Newsletter: April 2017

The cherry blossoms have finally bloomed in Seattle. I have spent every day of the past two weeks walking under their flirtatious, fluffy canopies. I am smitten.

I have also spent every day of the past two weeks preparing for an upcoming workshop that I'll be teaching in two weeks at Seattle Yoga Arts. It’s a workshop about movement and breath and creativity and philosophy. It’s also about how to build a strong butt and strong core.

Here's an excerpt from the handouts and a sneak peak at the posters I’ve created for the event:


I was introduced to yoga not through my body, but through my mind.

At age 9 my stepfather was forced to leave his hometown of Vienna due to impending Nazi occupation. He and his 5 year old sister went together, without their parents, to a foreign country where he didn’t speak the language.

Thus began the journey that would consume the rest of my stepfather’s life. He became a spiritual seeker: How can there be such evil in the world? How does one find joy in this world? What is the soul? What is the divine?

He and my mother met when my mother was in the midst of an existential journey of her own: Coming to terms with the oppression and shame associated with her childhood religion, with the death of her first husband, with the realities of being a single mother.

My stepfather brought books when he moved in with us. Books about Buddha and Jesus. Books about Tao and Chi. Books by Hafiz and Emily Dickinson and Carl Jung and Ram Dass.

When I was 13 I slipped a slim paperback off his shelf. I took the book to my bedroom and I read. As I did, every cell in my body vibrated the way cells do when you encounter something that cuts straight to the truth, the real truth, the eternal truth.

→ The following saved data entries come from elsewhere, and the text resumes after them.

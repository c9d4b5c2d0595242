//! Cache Entry Module
//!
//! Defines the per-paste record shared by every backend.

use crate::models::PasteMeta;

// == Cache Entry ==
/// Everything currently cached about one paste.
///
/// Each field is independently optional: `None` means "not known to be
/// cached", while `Some` of an empty value is a cached empty value. The same
/// type describes a write, where `None` means the field was omitted.
#[derive(Debug, Clone, Default, PartialEq, Eq)]
pub struct CacheEntry {
    /// Paste metadata
    pub meta: Option<PasteMeta>,
    /// Content rendered for display
    pub rendered: Option<String>,
    /// Unprocessed paste content
    pub raw: Option<Vec<u8>>,
}

impl CacheEntry {
    // == Constructor ==
    /// Creates an entry with no fields set.
    pub fn new() -> Self {
        Self::default()
    }

    /// Sets the metadata field.
    pub fn with_meta(mut self, meta: PasteMeta) -> Self {
        self.meta = Some(meta);
        self
    }

    /// Sets the rendered field.
    pub fn with_rendered(mut self, rendered: impl Into<String>) -> Self {
        self.rendered = Some(rendered.into());
        self
    }

    /// Sets the raw field.
    pub fn with_raw(mut self, raw: impl Into<Vec<u8>>) -> Self {
        self.raw = Some(raw.into());
        self
    }

    // == Is Empty ==
    /// Returns true when no field is set.
    pub fn is_empty(&self) -> bool {
        self.meta.is_none() && self.rendered.is_none() && self.raw.is_none()
    }

    // == Merge ==
    /// Fills every omitted field of this write from the previously cached entry.
    ///
    /// Fields present in `self` always win, so a partial write never discards
    /// what was cached before.
    pub fn merged_over(self, previous: Option<&CacheEntry>) -> CacheEntry {
        let Some(previous) = previous else {
            return self;
        };

        CacheEntry {
            meta: self.meta.or_else(|| previous.meta.clone()),
            rendered: self.rendered.or_else(|| previous.rendered.clone()),
            raw: self.raw.or_else(|| previous.raw.clone()),
        }
    }
}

This book, entitled simply “YOGA,” was not about how to perform physical postures, how to twist my spine and loop my limbs. Rather this book was about how to remain connected to myself, my divine nature, while living in a human body in a world that would have me forget my soul.

I was transfixed and I was forever changed.

When I was 16 I began practicing yoga asana, and over decades my relationship to this physical part of yoga has been capricious: I have been in turns enamoured, devoted, fanatic, mystified, bored, hurt, humbled, annoyed, indifferent.

On the other hand, my relationship to yoga as a philosophical framework, as a state of being, a way of living and moving through all of life, has only deepened, steadily, consistently.